Et même chose, ou presque, quand on a joué L’Ennemi du peuple à Pékin. Les Chinois ne savaient pas qu’il y avait ce moment d’interaction avec le public. Ils avaient vu la captation télé. Au moment de la discussion avec le public, comme les spectateurs allemands sont « embourgeoisés », ils ne se lancent pas dans une vraie discussion politique. Mais en Chine, c’était extraordinaire. Les spectateurs ont parlé de liberté d’expression, de catastrophes écologiques, des gens qui disparaissent, des camps. C’était à 200 mètres de Tiananmen. Au National Center for the Performing Arts. C’était donc vraiment le top des institutions culturelles du Parti. Les gens qui nous ont invités ont eu des ennuis. Et le lendemain le spectacle a été censuré. On a dû s’engager à jouer sans cette partie d’interaction. Alors on s’est mis sur la rampe au fond de la scène et on a fait un silence de deux minutes. Mais pendant ce silence, la salle a repris la parole. Car les spectateurs en salle savaient déjà ce qui s’était passé la veille. Ensuite le spectacle a été totalement arrêté et depuis, on n’est plus invité en Chine. Donc oui, les échanges culturels sont essentiels et il faut vraiment les défendre. L’Europe doit continuer à les soutenir. Échanger films, pièces de théâtre, musique, livres… c’est essentiel pour la construction d’un esprit collectif, pour la société. Même un État ultralibéral et commercial comme Singapour l’a compris, et organise des festivals artistiques importants.

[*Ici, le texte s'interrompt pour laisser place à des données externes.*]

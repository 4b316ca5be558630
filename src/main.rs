use std::sync::atomic::{AtomicBool, Ordering};
use std::sync::Arc;

use redis_metrics_reporter::{Registry, Reporter, Settings};
use tracing::{error, info};
use tracing_subscriber::EnvFilter;

mod load_generator;

#[tokio::main]
async fn main() {
    tracing_subscriber::fmt()
        .with_env_filter(
            EnvFilter::try_from_default_env().unwrap_or_else(|_| EnvFilter::new("info")),
        )
        .init();

    // ── 1. Load configuration ────────────────────────────────────
    let settings = match std::env::args().nth(1) {
        Some(path) => Settings::load(&path).unwrap_or_else(|e| {
            error!(%path, error = %e, "invalid configuration");
            std::process::exit(1);
        }),
        None => Settings::default(),
    };

    let config = settings.reporter_config().unwrap_or_else(|e| {
        error!(error = %e, "invalid configuration");
        std::process::exit(1);
    });

    // ── 2. Registry and optional synthetic workload ──────────────
    let registry = Arc::new(Registry::with_clock(config.clock.clone()));
    let running = Arc::new(AtomicBool::new(settings.workload.enabled));

    // ── 3. Connect to Redis ──────────────────────────────────────
    let url = config.store.url();
    let reporter = Reporter::connect(registry.clone(), config)
        .await
        .unwrap_or_else(|e| {
            error!(%url, error = %e, "cannot start reporter");
            std::process::exit(1);
        });

    let workload = settings.workload.enabled.then(|| {
        info!(concurrency = settings.workload.concurrency, "starting synthetic workload");
        tokio::spawn(load_generator::run(
            running.clone(),
            registry.clone(),
            settings.workload.concurrency,
        ))
    });

    // ── 4. Report until Ctrl-C ───────────────────────────────────
    let handle = reporter.start(settings.period);

    if let Err(e) = tokio::signal::ctrl_c().await {
        error!(error = %e, "cannot listen for shutdown signal");
    }
    info!("shutting down");

    running.store(false, Ordering::SeqCst);
    if let Some(workload) = workload {
        if let Err(e) = workload.await {
            error!(error = %e, "workload task failed");
        }
    }

    if let Err(e) = handle.stop().await {
        error!(error = %e, "reporter task failed");
    }
}
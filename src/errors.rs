use thiserror::Error;

#[derive(Error, Debug)]
pub enum ShopRagError {
    #[error("Invalid argument: {0}")]
    InvalidArgument(String),

    #[error("Invalid configuration: {0}")]
    Config(String),

    #[error("Serialization error: {0}")]
    Json(#[from] serde_json::Error),

    #[error("TOML parsing error: {0}")]
    TomlParsing(#[from] toml::de::Error),

    #[error("IO error: {0}")]
    Io(#[from] std::io::Error),

    #[error("{0}")]
    Custom(String),
}

impl ShopRagError {
    /// True for errors caused by caller input rather than the environment
    pub fn is_client_error(&self) -> bool {
        matches!(self, Self::InvalidArgument(_))
    }
}

pub type Result<T> = std::result::Result<T, ShopRagError>;
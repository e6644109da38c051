//! Catalog search handlers

use tracing::debug;

use super::resolve_top_k;
use crate::catalog::load_catalog;
use crate::cli::output::*;
use crate::search::HybridProductIndex;
use crate::AppConfig;
use crate::Result;

/// Handle product search
pub async fn handle_search(
    config: &AppConfig,
    query: String,
    top_k: Option<i64>,
    explain: bool,
    json: bool,
) -> Result<()> {
    let top_k = resolve_top_k(config, top_k)?;
    let index = build_index(config).await?;

    if index.is_empty() {
        print_warning(&format!(
            "Catalog at {} is empty or unreadable",
            config.catalog_path().display()
        ));
    }

    let results = index.search(&query, top_k)?;

    if json {
        println!("{}", serde_json::to_string_pretty(&results)?);
        return Ok(());
    }

    print_search_header(&query, top_k);
    print_search_results(&results);

    if explain {
        println!();
        print_info("Score breakdown (all products):");
        print_score_breakdown(index.products(), &index.explain(&query));
    }

    Ok(())
}

/// Handle product listing
pub async fn handle_list_products(config: &AppConfig, limit: usize) -> Result<()> {
    let path = config.catalog_path().to_path_buf();
    let products = tokio::task::spawn_blocking(move || load_catalog(path))
        .await
        .map_err(|e| crate::ShopRagError::Custom(e.to_string()))?;

    if products.is_empty() {
        print_warning("No products found");
        return Ok(());
    }

    print_product_list(&products, limit);
    Ok(())
}

/// Load the configured catalog and index it off the async runtime
pub(crate) async fn build_index(config: &AppConfig) -> Result<HybridProductIndex> {
    let path = config.catalog_path().to_path_buf();
    let index =
        tokio::task::spawn_blocking(move || HybridProductIndex::build(load_catalog(path)))
            .await
            .map_err(|e| crate::ShopRagError::Custom(format!("Index build failed: {e}")))?;
    debug!("Indexed {} products", index.len());
    Ok(index)
}
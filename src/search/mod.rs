//! Product retrieval
//!
//! Products are ranked by blending two signals:
//! - BM25 over `title + content` tokens (lexical relevance)
//! - token-sort similarity between the query and the title (typos, word
//!   order, missing Vietnamese diacritics)
//!
//! # Examples
//!
//! ```rust
//! use shoprag::models::ProductRecord;
//! use shoprag::search::HybridProductIndex;
//!
//! let index = HybridProductIndex::build(vec![
//!     ProductRecord::new("Giỏ Quà Tết Cao Cấp 2025", "quà tết cao cấp"),
//! ]);
//! let results = index.search("giỏ quà tết", 10).unwrap();
//! assert_eq!(results.len(), 1);
//! ```

pub mod bm25;
pub mod fuzzy;
pub mod index;
pub mod shared;
pub mod tokenizer;

pub use bm25::Bm25;
pub use fuzzy::token_sort_ratio;
pub use index::blend;
pub use index::validate_top_k;
pub use index::HybridProductIndex;
pub use shared::SharedIndex;
pub use tokenizer::fold;
pub use tokenizer::tokenize;

/// Share of the BM25 score in the blended score
pub const LEXICAL_WEIGHT: f64 = 0.7;
/// Share of the title similarity in the blended score
pub const FUZZY_WEIGHT: f64 = 0.3;
/// Results must score strictly above this
pub const SCORE_THRESHOLD: f64 = 0.5;
pub const DEFAULT_TOP_K: usize = 10;
//! Retrieval backend for a storefront chat assistant.
//!
//! Products from a JSON catalog are ranked with a blend of BM25 and a
//! diacritic-insensitive fuzzy title match. Chat messages are routed to
//! either the product index or the store policy document, and the
//! retrieved records are rendered into a prompt for a language model.

pub mod api;
pub mod catalog;
pub mod cli;
pub mod config;
pub mod errors;
pub mod logging;
pub mod models;
pub mod rag;
pub mod search;


pub use config::AppConfig;
pub use errors::*;
pub use models::ProductRecord;
pub use models::ScoredResult;
pub use search::HybridProductIndex;
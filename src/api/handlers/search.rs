//! Product-related API handlers
use axum::extract::Query;
use axum::extract::State;
use axum::Json;
use tracing::info;

use super::api_error;
use super::ApiError;
use super::AppState;
use crate::api::types::*;
use crate::catalog::try_load_catalog;
use crate::models::ProductRecord;
use crate::models::ScoredResult;

/// List the catalog as stored on disk
pub async fn list_products(
    State(state): State<AppState>,
) -> Result<Json<ApiResponse<Vec<ProductRecord>>>, ApiError> {
    info!("GET /api/products");

    let path = state.config.catalog_path().to_path_buf();
    let products = tokio::task::spawn_blocking(move || try_load_catalog(path))
        .await
        .map_err(|e| api_error(&crate::ShopRagError::Custom(e.to_string())))?
        .map_err(|e| api_error(&e))?;

    Ok(Json(ApiResponse::success(products)))
}

/// Hybrid product search
pub async fn search_products(
    State(state): State<AppState>,
    Query(query): Query<SearchQuery>,
) -> Result<Json<ApiResponse<Vec<ScoredResult>>>, ApiError> {
    info!("GET /api/search: {}", query.q);

    let top_k = state.top_k(query.limit).map_err(|e| api_error(&e))?;
    let index = state.service.products().snapshot().await;
    let results = index.search(&query.q, top_k).map_err(|e| api_error(&e))?;

    Ok(Json(ApiResponse::success(results)))
}
//! HTTP server implementation

use axum::Router;
use tower_http::compression::CompressionLayer;
use tower_http::cors::Any;
use tower_http::cors::CorsLayer;
use tower_http::trace::TraceLayer;
use tracing::info;

use crate::api::handlers::AppState;
use crate::api::routes;
use crate::config::AppConfig;
use crate::rag::RetrievalService;
use crate::Result;

/// Build the full application router around `state`
pub fn build_app(state: AppState, enable_cors: bool) -> Router {
    let mut app = Router::new()
        .nest("/api", routes::api_routes(state))
        .layer(TraceLayer::new_for_http())
        .layer(CompressionLayer::new());

    if enable_cors {
        info!("✅ CORS enabled");
        let cors = CorsLayer::new()
            .allow_origin(Any)
            .allow_methods(Any)
            .allow_headers(Any);
        app = app.layer(cors);
    }

    app
}

/// Index the catalog and serve the API until the process is stopped
pub async fn serve_api(config: AppConfig) -> Result<()> {
    info!("🚀 Starting ShopRAG API server...");

    let service = RetrievalService::new(&config);
    let enable_cors = config.server.cors;
    let addr = config.bind_address();
    let app = build_app(AppState::new(service, config), enable_cors);

    let listener = tokio::net::TcpListener::bind(&addr).await?;

    info!("🌐 API server listening on http://{}", addr);
    info!("Available endpoints:");
    info!("  GET  /api/health         - Health check");
    info!("  GET  /api/products       - Raw product catalog");
    info!("  GET  /api/search?q=&limit= - Hybrid product search");
    info!("  POST /api/chat           - Route a message and build its prompt");
    info!("  POST /api/reload         - Re-index the catalog");

    axum::serve(listener, app).await?;

    Ok(())
}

Quand l’extrême droite conquiert des positions, soit localement soit nationalement, c’est toujours la culture qui est ciblée. L’extrême droite a compris l’importance du concept de Gramsci d’hégémonie culturelle.
Ils ont aussi une vision de la culture comme folklore.

Ils ont compris que la culture est une représentation du monde. Et c’est pour ça que le rôle des artistes est aussi crucial pour la gauche.
Je sais que c’est là qu’ils mettent toutes leurs forces, à fond, à fond. Dans le combat intellectuel, des idées, des représentations.

Pour revenir à Shakespeare et au théâtre en général, il pose la question du Buon Governo, du bon gouvernement. Qu’est-ce que bien gouverner, qu’est-ce qu’un gouvernement juste ?
Absolument. Mesure pour mesure a été écrit pour le Roi Jacques Ier, le successeur d’Elisabeth I, qui lui-même a écrit un traité pour son fils sur l’art de gouverner :The True Law of Free Monarchies. Shakespeare raconte à chaque moment que le pouvoir, dans les mains d’un être humain, ça se passe mal. Les gens ne sont pas doués pour le pouvoir. Les êtres humains ne sont pas doués pour le pouvoir. Donc, il faut limiter le pouvoir dans les mains des êtres humains. Et ça, c’est LA question. Par exemple, le combat de Poutine, c’est le contraire de l’idée occidentale que le pouvoir doit être limité à quatre, cinq ans, et qu’après il y a une élection et que le pouvoir passe aux mains de quelqu’un d’autre. C’est une idée fondamentale qui a peut-être à voir ici avec la lecture de Shakespeare : le pouvoir corrompt toujours. Et d’ailleurs, on revient à cette question sur la gauche : pourquoi la gauche va mal ? Pourquoi la montée de l’extrême droite ? Peut-être parce que la gauche a été très longtemps au pouvoir et qu’elle a été corrompue par le pouvoir.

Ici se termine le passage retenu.